I have a very large data frame which includes two columns containing start time and end time of a large number of tasks during a day.

My goal is to histogram the number of tasks occurring in intervals of 30 minutes (I may need to change the interval, but I think that would be easy).

Here is an example of my start and end times in a sample data frame:

StartTime <- c("8:30","8:25","10:15","11:30","12:15","12:30","1:00","2:35")

EndTime <- c("9:00","10:05","12:00","1:05","2:06","2:58","3:30","4:00")

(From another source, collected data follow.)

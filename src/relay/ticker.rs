use tokio::task::JoinHandle;
use tokio::time::{self, Duration, Instant, MissedTickBehavior};
use tokio_util::sync::CancellationToken;

/// Repeating timer task. The first tick fires one `period` after spawn; the
/// loop ends when the callback returns `false` or the ticker is stopped.
pub struct Ticker {
    cancel_token: CancellationToken,
    handle: JoinHandle<()>,
}

impl Ticker {
    pub fn spawn<F>(period: Duration, mut on_tick: F) -> Self
    where
        F: FnMut() -> bool + Send + 'static,
    {
        let cancel_token = CancellationToken::new();
        let token = cancel_token.clone();

        let handle = tokio::spawn(async move {
            let mut interval = time::interval_at(Instant::now() + period, period);
            interval.set_missed_tick_behavior(MissedTickBehavior::Delay);

            loop {
                tokio::select! {
                    biased;
                    _ = token.cancelled() => break,
                    _ = interval.tick() => {
                        if !on_tick() {
                            break;
                        }
                    }
                }
            }
        });

        Self {
            cancel_token,
            handle,
        }
    }

    /// Takes effect before the next tick runs.
    pub fn stop(&self) {
        self.cancel_token.cancel();
    }

    pub fn is_running(&self) -> bool {
        !self.cancel_token.is_cancelled() && !self.handle.is_finished()
    }
}

impl Drop for Ticker {
    fn drop(&mut self) {
        self.cancel_token.cancel();
    }
}
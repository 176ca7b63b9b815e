use log::info;

use crate::exercise::ExerciseType;
use crate::workout::{PerformanceMetrics, WorkoutEvent};

use super::connection::ConnectionStatus;
use super::messages::FeedbackSignal;

/// Callbacks the rendering/UI layer registers with the relay client.
///
/// Invoked after the client's state lock is released, in the order the
/// underlying events happened. Every method defaults to a no-op.
pub trait SessionObserver: Send + Sync {
    fn on_rep_counted(&self, _count: u32) {}

    fn on_metrics_update(&self, _metrics: &PerformanceMetrics) {}

    fn on_exercise_state_change(&self, _event: WorkoutEvent) {}

    /// Only `GoodForm` / `BadForm` reach observers.
    fn on_feedback(&self, _signal: &FeedbackSignal) {}

    fn on_exercise_selected(&self, _exercise: ExerciseType) {}

    fn on_connection_change(&self, _status: ConnectionStatus) {}
}

pub struct NoopObserver;

impl SessionObserver for NoopObserver {}

/// Writes every callback to the log; used by the headless binary.
pub struct LoggingObserver;

impl SessionObserver for LoggingObserver {
    fn on_rep_counted(&self, count: u32) {
        info!("Rep {count} completed!");
    }

    fn on_metrics_update(&self, metrics: &PerformanceMetrics) {
        info!(
            "Metrics: hr={:?} reps={:?} duration={:?}s calories={:?}",
            metrics.heart_rate, metrics.rep_count, metrics.workout_duration, metrics.calories_burned
        );
    }

    fn on_exercise_state_change(&self, event: WorkoutEvent) {
        info!("Workout {event:?}");
    }

    fn on_feedback(&self, signal: &FeedbackSignal) {
        info!("Form feedback: {}", signal.as_str());
    }

    fn on_exercise_selected(&self, exercise: ExerciseType) {
        info!("Exercise selected: {}", exercise.display_name());
    }

    fn on_connection_change(&self, status: ConnectionStatus) {
        info!("Relay: {}", status.text());
    }
}
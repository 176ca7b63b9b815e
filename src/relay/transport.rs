use std::sync::{
    atomic::{AtomicU8, Ordering},
    Arc,
};

use anyhow::{anyhow, bail, Context, Result};
use futures_util::{SinkExt, StreamExt};
use tokio::sync::mpsc;
use tokio_tungstenite::{
    connect_async,
    tungstenite::{
        protocol::{frame::coding::CloseCode, CloseFrame},
        Message,
    },
};
use url::Url;

use crate::{log_debug, log_warn};

const ENABLE_LOGS: bool = true;
const LOG_TARGET: &str = "formcoach::transport";

pub const CLOSE_NORMAL: u16 = 1000;
/// Close frame carried no status code.
pub const CLOSE_NO_STATUS: u16 = 1005;
/// Connection dropped without a close frame.
pub const CLOSE_ABNORMAL: u16 = 1006;

#[derive(Debug, Clone, Copy, PartialEq, Eq)]
#[repr(u8)]
pub enum ReadyState {
    Connecting = 0,
    Open = 1,
    Closing = 2,
    Closed = 3,
}

impl ReadyState {
    fn from_u8(value: u8) -> Self {
        match value {
            0 => ReadyState::Connecting,
            1 => ReadyState::Open,
            2 => ReadyState::Closing,
            _ => ReadyState::Closed,
        }
    }

    pub fn as_str(&self) -> &'static str {
        match self {
            ReadyState::Connecting => "CONNECTING",
            ReadyState::Open => "OPEN",
            ReadyState::Closing => "CLOSING",
            ReadyState::Closed => "CLOSED",
        }
    }
}

/// Lifecycle and data events raised by a socket, delivered in order.
#[derive(Debug, Clone, PartialEq)]
pub enum SocketEvent {
    Open,
    Message(String),
    Close { code: u16, reason: String },
    Error(String),
}

pub type SocketEvents = mpsc::UnboundedSender<SocketEvent>;

/// Handle to one relay connection.
pub trait RelaySocket: Send + Sync {
    fn ready_state(&self) -> ReadyState;

    /// Queues a text frame. Fails unless the socket is open.
    fn send_text(&self, text: String) -> Result<()>;

    fn close(&self, code: u16, reason: &str);
}

/// Opens relay sockets. `open` returns immediately; the outcome arrives on
/// `events` as `Open` or `Error` followed by `Close`.
pub trait RelayConnector: Send + Sync {
    fn open(&self, url: &str, events: SocketEvents) -> Result<Box<dyn RelaySocket>>;
}

/// Production connector backed by tokio-tungstenite.
#[derive(Debug, Default, Clone, Copy)]
pub struct WebSocketConnector;

impl RelayConnector for WebSocketConnector {
    fn open(&self, url: &str, events: SocketEvents) -> Result<Box<dyn RelaySocket>> {
        let parsed = Url::parse(url).with_context(|| format!("Invalid relay URL {url}"))?;
        if !matches!(parsed.scheme(), "ws" | "wss") {
            bail!("Relay URL must use ws:// or wss://, got {url}");
        }

        let state = Arc::new(AtomicU8::new(ReadyState::Connecting as u8));
        let (outgoing_tx, outgoing_rx) = mpsc::unbounded_channel();

        tokio::spawn(run_socket(
            parsed.to_string(),
            state.clone(),
            outgoing_rx,
            events,
        ));

        Ok(Box::new(WebSocketHandle {
            state,
            outgoing: outgoing_tx,
        }))
    }
}

struct WebSocketHandle {
    state: Arc<AtomicU8>,
    outgoing: mpsc::UnboundedSender<Message>,
}

impl RelaySocket for WebSocketHandle {
    fn ready_state(&self) -> ReadyState {
        ReadyState::from_u8(self.state.load(Ordering::SeqCst))
    }

    fn send_text(&self, text: String) -> Result<()> {
        let state = self.ready_state();
        if state != ReadyState::Open {
            bail!("socket is {}", state.as_str());
        }
        self.outgoing
            .send(Message::Text(text))
            .map_err(|_| anyhow!("socket task has exited"))
    }

    fn close(&self, code: u16, reason: &str) {
        if matches!(self.ready_state(), ReadyState::Closing | ReadyState::Closed) {
            return;
        }
        self.state
            .store(ReadyState::Closing as u8, Ordering::SeqCst);
        let frame = CloseFrame {
            code: CloseCode::from(code),
            reason: reason.to_owned().into(),
        };
        let _ = self.outgoing.send(Message::Close(Some(frame)));
    }
}

async fn run_socket(
    url: String,
    state: Arc<AtomicU8>,
    mut outgoing: mpsc::UnboundedReceiver<Message>,
    events: SocketEvents,
) {
    let stream = match connect_async(url.as_str()).await {
        Ok((stream, _response)) => stream,
        Err(err) => {
            log_warn!("WebSocket connect to {} failed: {}", url, err);
            state.store(ReadyState::Closed as u8, Ordering::SeqCst);
            let _ = events.send(SocketEvent::Error(err.to_string()));
            let _ = events.send(SocketEvent::Close {
                code: CLOSE_ABNORMAL,
                reason: String::new(),
            });
            return;
        }
    };

    // close() may have run while the handshake was in flight.
    let _ = state.compare_exchange(
        ReadyState::Connecting as u8,
        ReadyState::Open as u8,
        Ordering::SeqCst,
        Ordering::SeqCst,
    );
    log_debug!("WebSocket open: {}", url);
    let _ = events.send(SocketEvent::Open);

    let (mut sink, mut source) = stream.split();

    let (code, reason) = loop {
        tokio::select! {
            outbound = outgoing.recv() => match outbound {
                Some(message) => {
                    if let Err(err) = sink.send(message).await {
                        let _ = events.send(SocketEvent::Error(err.to_string()));
                        break (CLOSE_ABNORMAL, err.to_string());
                    }
                }
                None => {
                    // Handle dropped without an explicit close.
                    let _ = sink.send(Message::Close(None)).await;
                    break (CLOSE_NORMAL, String::new());
                }
            },
            inbound = source.next() => match inbound {
                Some(Ok(Message::Text(text))) => {
                    let _ = events.send(SocketEvent::Message(text));
                }
                Some(Ok(Message::Close(frame))) => {
                    break frame
                        .map(|frame| (u16::from(frame.code), frame.reason.into_owned()))
                        .unwrap_or((CLOSE_NO_STATUS, String::new()));
                }
                Some(Ok(_)) => {}
                Some(Err(err)) => {
                    let _ = events.send(SocketEvent::Error(err.to_string()));
                    break (CLOSE_ABNORMAL, err.to_string());
                }
                None => break (CLOSE_ABNORMAL, String::new()),
            }
        }
    };

    state.store(ReadyState::Closed as u8, Ordering::SeqCst);
    log_debug!("WebSocket closed: {} ({})", code, reason);
    let _ = events.send(SocketEvent::Close { code, reason });
}
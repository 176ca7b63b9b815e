pub mod client;
pub mod connection;
pub mod messages;
pub mod monitor;
pub mod observer;
pub mod simulation;
pub mod ticker;
pub mod transport;

pub use client::{ClientSnapshot, SessionRelayClient, SIMULATION_TICK};
pub use connection::{ConnectionStatus, ReconnectDecision, RelayConnectionState};
pub use messages::{FeedbackSignal, InboundMessage, OutboundMessage, SystemCommand};
pub use observer::{LoggingObserver, NoopObserver, SessionObserver};
pub use transport::{
    ReadyState, RelayConnector, RelaySocket, SocketEvent, SocketEvents, WebSocketConnector,
    CLOSE_ABNORMAL, CLOSE_NORMAL,
};
mod keypoint;
mod smoothing;

pub use keypoint::{names, Keypoint, PoseFrame, MIN_KEYPOINT_CONFIDENCE};
pub use smoothing::PoseSmoother;
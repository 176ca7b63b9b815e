use std::f64::consts::PI;

use rand::{rngs::StdRng, Rng, SeedableRng};

use crate::exercise::ExerciseType;
use crate::pose::{names, Keypoint, PoseFrame};

/// Ticks spent in each half of a synthetic repetition.
const TICKS_PER_HALF_REP: u64 = 2;
const JITTER_PX: f64 = 3.0;
const SCORE: f64 = 0.9;

/// Generates keypoint frames that move through an exercise, for driving the
/// rep counter while no camera or relay data is available.
///
/// The motion holds the released posture for two ticks, then the engaged
/// posture for two ticks, so the counter completes one rep every four ticks.
pub struct SyntheticMotion {
    tick: u64,
    rng: StdRng,
}

impl Default for SyntheticMotion {
    fn default() -> Self {
        Self::new()
    }
}

impl SyntheticMotion {
    pub fn new() -> Self {
        Self {
            tick: 0,
            rng: StdRng::from_entropy(),
        }
    }

    pub fn with_seed(seed: u64) -> Self {
        Self {
            tick: 0,
            rng: StdRng::seed_from_u64(seed),
        }
    }

    pub fn restart(&mut self) {
        self.tick = 0;
    }

    pub fn next_frame(&mut self, exercise: ExerciseType) -> PoseFrame {
        let engaged = (self.tick / TICKS_PER_HALF_REP) % 2 == 1;
        self.tick += 1;

        let points: Vec<(&str, f64, f64)> = match exercise {
            ExerciseType::HrOnly => Vec::new(),
            ExerciseType::BicepCurls => {
                let (ex, ey) = (300.0, 300.0);
                let heading = if engaged { PI / 2.0 - 0.6 * PI } else { PI / 2.0 };
                vec![
                    (names::LEFT_SHOULDER, 300.0, 200.0),
                    (names::LEFT_ELBOW, ex, ey),
                    (
                        names::LEFT_WRIST,
                        ex + 100.0 * heading.cos(),
                        ey + 100.0 * heading.sin(),
                    ),
                ]
            }
            ExerciseType::LateralRaises => {
                let wrist_y = if engaged { 140.0 } else { 320.0 };
                vec![
                    (names::LEFT_SHOULDER, 250.0, 200.0),
                    (names::RIGHT_SHOULDER, 350.0, 200.0),
                    (names::LEFT_WRIST, 150.0, wrist_y),
                    (names::RIGHT_WRIST, 450.0, wrist_y),
                ]
            }
            ExerciseType::Squats => {
                let (hip_y, knee_y) = if engaged { (420.0, 360.0) } else { (300.0, 420.0) };
                vec![
                    (names::LEFT_HIP, 270.0, hip_y),
                    (names::RIGHT_HIP, 330.0, hip_y),
                    (names::LEFT_KNEE, 260.0, knee_y),
                    (names::RIGHT_KNEE, 340.0, knee_y),
                ]
            }
        };

        let mut frame = PoseFrame::new(SCORE);
        for (name, x, y) in points {
            let jx = self.rng.gen_range(-JITTER_PX..=JITTER_PX);
            let jy = self.rng.gen_range(-JITTER_PX..=JITTER_PX);
            frame = frame.with_keypoint(name, Keypoint::new(x + jx, y + jy, SCORE));
        }
        frame
    }
}
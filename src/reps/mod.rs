mod counter;
mod synthetic;

pub use counter::{engagement_metric, ExercisePhase, RepCounter, Thresholds};
pub use synthetic::SyntheticMotion;
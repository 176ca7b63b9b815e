use serde::{Deserialize, Serialize};

/// Metrics snapshot, either authoritative from the relay
/// (`performance_metrics`, `biometric_data`) or produced by the local
/// fallback generator. Every field is optional on the wire.
#[derive(Debug, Clone, Default, PartialEq, Serialize, Deserialize)]
#[serde(rename_all = "camelCase")]
pub struct PerformanceMetrics {
    #[serde(default, skip_serializing_if = "Option::is_none")]
    pub heart_rate: Option<u32>,
    #[serde(default, skip_serializing_if = "Option::is_none")]
    pub pulse: Option<u32>,
    #[serde(default, skip_serializing_if = "Option::is_none")]
    pub rep_count: Option<u32>,
    #[serde(default, skip_serializing_if = "Option::is_none")]
    pub workout_duration: Option<u64>,
    #[serde(default, skip_serializing_if = "Option::is_none")]
    pub calories_burned: Option<u32>,
    #[serde(default, skip_serializing_if = "Option::is_none")]
    pub timestamp: Option<i64>,
}

/// Fallback calorie estimate: `round(duration * 0.1 + reps * 0.5)`.
pub fn estimate_calories(duration_secs: u64, reps: u32) -> u32 {
    (duration_secs as f64 * 0.1 + reps as f64 * 0.5).round() as u32
}
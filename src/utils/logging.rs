//! Module-gated logging macros.
//!
//! A module opts in by defining two constants and importing the macros from the
//! crate root:
//! ```ignore
//! const ENABLE_LOGS: bool = true;
//! const LOG_TARGET: &str = "formcoach::relay";
//!
//! use crate::{log_info, log_warn};
//!
//! log_info!("connected to {}", url);
//! ```
//!
//! Every line is emitted under `LOG_TARGET`, so `RUST_LOG=formcoach::relay=debug`
//! narrows output to one subsystem, while `ENABLE_LOGS = false` silences a noisy
//! module at compile time.

#[macro_export]
macro_rules! log_debug {
    ($($arg:tt)*) => {{
        if ENABLE_LOGS {
            log::debug!(target: LOG_TARGET, $($arg)*);
        }
    }};
}

#[macro_export]
macro_rules! log_info {
    ($($arg:tt)*) => {{
        if ENABLE_LOGS {
            log::info!(target: LOG_TARGET, $($arg)*);
        }
    }};
}

#[macro_export]
macro_rules! log_warn {
    ($($arg:tt)*) => {{
        if ENABLE_LOGS {
            log::warn!(target: LOG_TARGET, $($arg)*);
        }
    }};
}

/// Errors are never gated by `ENABLE_LOGS`.
#[macro_export]
macro_rules! log_error {
    ($($arg:tt)*) => {{
        log::error!(target: LOG_TARGET, $($arg)*);
    }};
}
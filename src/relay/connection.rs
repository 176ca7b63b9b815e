use std::time::Duration;

use serde::Serialize;

use crate::settings::RelayConfig;

use super::transport::CLOSE_NORMAL;

/// What the close handler should do about a lost connection.
#[derive(Debug, Clone, Copy, PartialEq, Eq)]
pub enum ReconnectDecision {
    /// Attempt budget exhausted; stays disconnected until a manual reconnect.
    GiveUp,
    /// Idle and nothing has failed before: the user never engaged the relay.
    Skip,
    Schedule { attempt: u32, delay: Duration },
}

#[derive(Debug, Clone, Copy, PartialEq, Eq, Serialize)]
#[serde(rename_all = "camelCase", tag = "state")]
pub enum ConnectionStatus {
    Connected,
    Reconnecting { attempt: u32, max: u32 },
    GaveUp { max: u32 },
    Disconnected,
}

impl ConnectionStatus {
    pub fn text(&self) -> String {
        match self {
            ConnectionStatus::Connected => "Connected to Relay Node".to_string(),
            ConnectionStatus::Reconnecting { attempt, max } => {
                format!("Reconnecting... ({attempt}/{max})")
            }
            ConnectionStatus::GaveUp { .. } => "Disconnected, not retrying".to_string(),
            ConnectionStatus::Disconnected => "Disconnected from Relay Node".to_string(),
        }
    }
}

/// Connection bookkeeping owned by the relay client. Only socket lifecycle
/// events move it.
#[derive(Debug, Clone)]
pub struct RelayConnectionState {
    pub is_connected: bool,
    pub reconnect_attempts: u32,
    /// Set once the budget is spent and a close found nothing left to schedule.
    pub gave_up: bool,
    pub config: RelayConfig,
}

impl RelayConnectionState {
    pub fn new(config: RelayConfig) -> Self {
        Self {
            is_connected: false,
            reconnect_attempts: 0,
            gave_up: false,
            config,
        }
    }

    /// A clean 1000 close while idle is treated as intentional.
    pub fn should_reconnect_after_close(&self, code: u16, workout_active: bool) -> bool {
        code != CLOSE_NORMAL || workout_active
    }

    pub fn next_reconnect(&mut self, workout_active: bool) -> ReconnectDecision {
        if self.reconnect_attempts >= self.config.max_reconnect_attempts {
            self.gave_up = true;
            return ReconnectDecision::GiveUp;
        }
        if !workout_active && self.reconnect_attempts == 0 {
            return ReconnectDecision::Skip;
        }

        self.reconnect_attempts += 1;
        ReconnectDecision::Schedule {
            attempt: self.reconnect_attempts,
            delay: Duration::from_millis(self.config.reconnect_interval_ms),
        }
    }

    pub fn mark_open(&mut self) {
        self.is_connected = true;
        self.reconnect_attempts = 0;
        self.gave_up = false;
    }

    /// Clears the attempt budget without touching the connected flag.
    pub fn reset_attempts(&mut self) {
        self.reconnect_attempts = 0;
        self.gave_up = false;
    }

    pub fn status(&self) -> ConnectionStatus {
        let max = self.config.max_reconnect_attempts;
        if self.is_connected {
            ConnectionStatus::Connected
        } else if self.gave_up {
            ConnectionStatus::GaveUp { max }
        } else if self.reconnect_attempts > 0 {
            ConnectionStatus::Reconnecting {
                attempt: self.reconnect_attempts,
                max,
            }
        } else {
            ConnectionStatus::Disconnected
        }
    }
}

#[cfg(test)]
mod tests {
    use super::*;

    fn state(max: u32) -> RelayConnectionState {
        RelayConnectionState::new(RelayConfig {
            max_reconnect_attempts: max,
            reconnect_interval_ms: 2000,
            ..RelayConfig::default()
        })
    }

    #[test]
    fn clean_idle_close_is_not_retried() {
        let conn = state(10);
        assert!(!conn.should_reconnect_after_close(1000, false));
        assert!(conn.should_reconnect_after_close(1000, true));
        assert!(conn.should_reconnect_after_close(1006, false));
    }

    #[test]
    fn first_idle_failure_is_skipped() {
        let mut conn = state(10);
        assert_eq!(conn.next_reconnect(false), ReconnectDecision::Skip);
        assert_eq!(conn.reconnect_attempts, 0);
    }

    #[test]
    fn attempts_are_capped() {
        let mut conn = state(3);
        for attempt in 1..=3 {
            assert_eq!(
                conn.next_reconnect(true),
                ReconnectDecision::Schedule {
                    attempt,
                    delay: Duration::from_millis(2000)
                }
            );
        }
        assert_eq!(conn.next_reconnect(true), ReconnectDecision::GiveUp);
        assert_eq!(conn.reconnect_attempts, 3);
        assert_eq!(conn.status(), ConnectionStatus::GaveUp { max: 3 });
    }

    #[test]
    fn last_scheduled_retry_is_still_reconnecting() {
        let mut conn = state(3);
        for _ in 0..3 {
            conn.next_reconnect(true);
        }
        assert_eq!(
            conn.status(),
            ConnectionStatus::Reconnecting { attempt: 3, max: 3 }
        );
        assert_eq!(conn.status().text(), "Reconnecting... (3/3)");

        assert_eq!(conn.next_reconnect(true), ReconnectDecision::GiveUp);
        assert_eq!(conn.status(), ConnectionStatus::GaveUp { max: 3 });

        conn.reset_attempts();
        assert_eq!(conn.status(), ConnectionStatus::Disconnected);
    }

    #[test]
    fn idle_retry_continues_once_started() {
        let mut conn = state(5);
        conn.next_reconnect(true);
        assert!(matches!(
            conn.next_reconnect(false),
            ReconnectDecision::Schedule { attempt: 2, .. }
        ));
    }

    #[test]
    fn open_resets_attempts() {
        let mut conn = state(5);
        conn.next_reconnect(true);
        assert_eq!(
            conn.status(),
            ConnectionStatus::Reconnecting { attempt: 1, max: 5 }
        );
        conn.mark_open();
        assert_eq!(conn.reconnect_attempts, 0);
        assert_eq!(conn.status(), ConnectionStatus::Connected);
        assert_eq!(conn.status().text(), "Connected to Relay Node");
    }
}
use std::collections::HashMap;

use serde::{Deserialize, Serialize};

/// Keypoints scoring below this are ignored by geometric analysis.
pub const MIN_KEYPOINT_CONFIDENCE: f64 = 0.3;

/// BlazePose landmark names used by the rep counters.
pub mod names {
    pub const LEFT_SHOULDER: &str = "left_shoulder";
    pub const RIGHT_SHOULDER: &str = "right_shoulder";
    pub const LEFT_ELBOW: &str = "left_elbow";
    pub const RIGHT_ELBOW: &str = "right_elbow";
    pub const LEFT_WRIST: &str = "left_wrist";
    pub const RIGHT_WRIST: &str = "right_wrist";
    pub const LEFT_HIP: &str = "left_hip";
    pub const RIGHT_HIP: &str = "right_hip";
    pub const LEFT_KNEE: &str = "left_knee";
    pub const RIGHT_KNEE: &str = "right_knee";
}

/// A single landmark in image pixel space.
#[derive(Debug, Clone, Copy, PartialEq, Serialize, Deserialize)]
pub struct Keypoint {
    pub x: f64,
    pub y: f64,
    #[serde(default, skip_serializing_if = "Option::is_none")]
    pub z: Option<f64>,
    pub score: f64,
}

impl Keypoint {
    pub fn new(x: f64, y: f64, score: f64) -> Self {
        Self { x, y, z: None, score }
    }

    pub fn is_usable(&self) -> bool {
        self.score >= MIN_KEYPOINT_CONFIDENCE
    }
}

/// One detection tick worth of keypoints. Never mutated by the core.
#[derive(Debug, Clone, Default, PartialEq, Serialize, Deserialize)]
pub struct PoseFrame {
    pub keypoints: HashMap<String, Keypoint>,
    pub score: f64,
}

impl PoseFrame {
    pub fn new(score: f64) -> Self {
        Self {
            keypoints: HashMap::new(),
            score,
        }
    }

    pub fn with_keypoint(mut self, name: &str, keypoint: Keypoint) -> Self {
        self.keypoints.insert(name.to_string(), keypoint);
        self
    }

    pub fn get(&self, name: &str) -> Option<&Keypoint> {
        self.keypoints.get(name)
    }

    /// The keypoint, if present and confident enough for geometry.
    pub fn usable(&self, name: &str) -> Option<&Keypoint> {
        self.keypoints.get(name).filter(|kp| kp.is_usable())
    }

    pub fn is_empty(&self) -> bool {
        self.keypoints.is_empty()
    }
}
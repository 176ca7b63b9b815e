use std::collections::{HashMap, VecDeque};

use super::{Keypoint, PoseFrame};

const DEFAULT_HISTORY: usize = 5;

/// Moving-average smoother over the most recent detection frames.
///
/// Low-confidence keypoints are dropped before they enter the history, and
/// each keypoint of the newest frame is averaged over the frames that contain
/// it. Keypoints missing from the newest frame are not resurrected.
pub struct PoseSmoother {
    history: VecDeque<PoseFrame>,
    capacity: usize,
}

impl Default for PoseSmoother {
    fn default() -> Self {
        Self::new(DEFAULT_HISTORY)
    }
}

impl PoseSmoother {
    pub fn new(capacity: usize) -> Self {
        let capacity = capacity.max(1);
        Self {
            history: VecDeque::with_capacity(capacity),
            capacity,
        }
    }

    pub fn push(&mut self, frame: &PoseFrame) -> PoseFrame {
        let filtered = PoseFrame {
            keypoints: frame
                .keypoints
                .iter()
                .filter(|(_, kp)| kp.is_usable())
                .map(|(name, kp)| (name.clone(), *kp))
                .collect(),
            score: frame.score,
        };

        self.history.push_back(filtered);
        while self.history.len() > self.capacity {
            self.history.pop_front();
        }

        self.smoothed()
    }

    pub fn len(&self) -> usize {
        self.history.len()
    }

    pub fn is_empty(&self) -> bool {
        self.history.is_empty()
    }

    pub fn clear(&mut self) {
        self.history.clear();
    }

    fn smoothed(&self) -> PoseFrame {
        let Some(latest) = self.history.back() else {
            return PoseFrame::default();
        };

        let mut keypoints = HashMap::with_capacity(latest.keypoints.len());
        for name in latest.keypoints.keys() {
            let samples: Vec<&Keypoint> = self
                .history
                .iter()
                .filter_map(|frame| frame.keypoints.get(name))
                .collect();
            let n = samples.len() as f64;

            let has_depth = samples.iter().any(|kp| kp.z.is_some());
            let averaged = Keypoint {
                x: samples.iter().map(|kp| kp.x).sum::<f64>() / n,
                y: samples.iter().map(|kp| kp.y).sum::<f64>() / n,
                z: has_depth
                    .then(|| samples.iter().map(|kp| kp.z.unwrap_or(0.0)).sum::<f64>() / n),
                score: samples.iter().map(|kp| kp.score).sum::<f64>() / n,
            };
            keypoints.insert(name.clone(), averaged);
        }

        PoseFrame {
            keypoints,
            score: latest.score,
        }
    }
}

#[cfg(test)]
mod tests {
    use super::*;
    use crate::pose::names;

    fn frame_with_wrist(y: f64, score: f64) -> PoseFrame {
        PoseFrame::new(0.9).with_keypoint(names::LEFT_WRIST, Keypoint::new(10.0, y, score))
    }

    #[test]
    fn averages_over_the_window() {
        let mut smoother = PoseSmoother::new(3);
        smoother.push(&frame_with_wrist(100.0, 0.9));
        smoother.push(&frame_with_wrist(200.0, 0.9));
        let out = smoother.push(&frame_with_wrist(300.0, 0.9));
        assert_eq!(out.get(names::LEFT_WRIST).unwrap().y, 200.0);

        // oldest sample (100) falls out
        let out = smoother.push(&frame_with_wrist(400.0, 0.9));
        assert_eq!(out.get(names::LEFT_WRIST).unwrap().y, 300.0);
        assert_eq!(smoother.len(), 3);
    }

    #[test]
    fn drops_low_confidence_points() {
        let mut smoother = PoseSmoother::default();
        smoother.push(&frame_with_wrist(100.0, 0.9));
        let out = smoother.push(&frame_with_wrist(500.0, 0.1));
        assert!(out.get(names::LEFT_WRIST).is_none());
    }

    #[test]
    fn averages_only_frames_containing_the_point() {
        let mut smoother = PoseSmoother::default();
        smoother.push(&frame_with_wrist(100.0, 0.9));
        smoother.push(&PoseFrame::new(0.5));
        let out = smoother.push(&frame_with_wrist(300.0, 0.9));
        assert_eq!(out.get(names::LEFT_WRIST).unwrap().y, 200.0);
        assert_eq!(out.get(names::LEFT_WRIST).unwrap().z, None);
    }
}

TaskTimes <- data.frame(StartTime,EndTime)


I am challenged by this, because I have to take both start time and end time into account.

Is there an easy way to do this without building a temporary data frame containing the number of tasks in each time period?

Answer

Here is some code, I convert to timestamps first and then do a double loop to find all overlaps, which then increment the count.

StartTime <- c("8:30","8:25","10:15","11:30","12:15","12:30","1:00","2:35")
EndTime <- c("9:00","10:05","12:00","1:05","2:06","2:58","3:30","4:00")
TaskTimes <- data.frame(StartTime,EndTime)

TaskTimes$s <- strptime(TaskTimes$StartTime, "%H:%M")
TaskTimes$e <- strptime(TaskTimes$EndTime, "%H:%M")

s <- as.numeric(strptime('0:00', "%H:%M"))
df <- data.frame(tick = seq(s, s + 24 * 60 * 60, 30 * 60), count = 0) # increment half hour
for (i in 1:nrow(df)) {
  for (j in 1:nrow(TaskTimes)) {
    # overlap (StartA <= EndB) and (EndA >= StartB)
    if (df$tick[i] <= TaskTimes$e[j] & df$tick[i] + 30 * 60 >= TaskTimes$s[j]) {
      df$count[i] <- df$count[i] + 1
    }
  }
}

plot(df)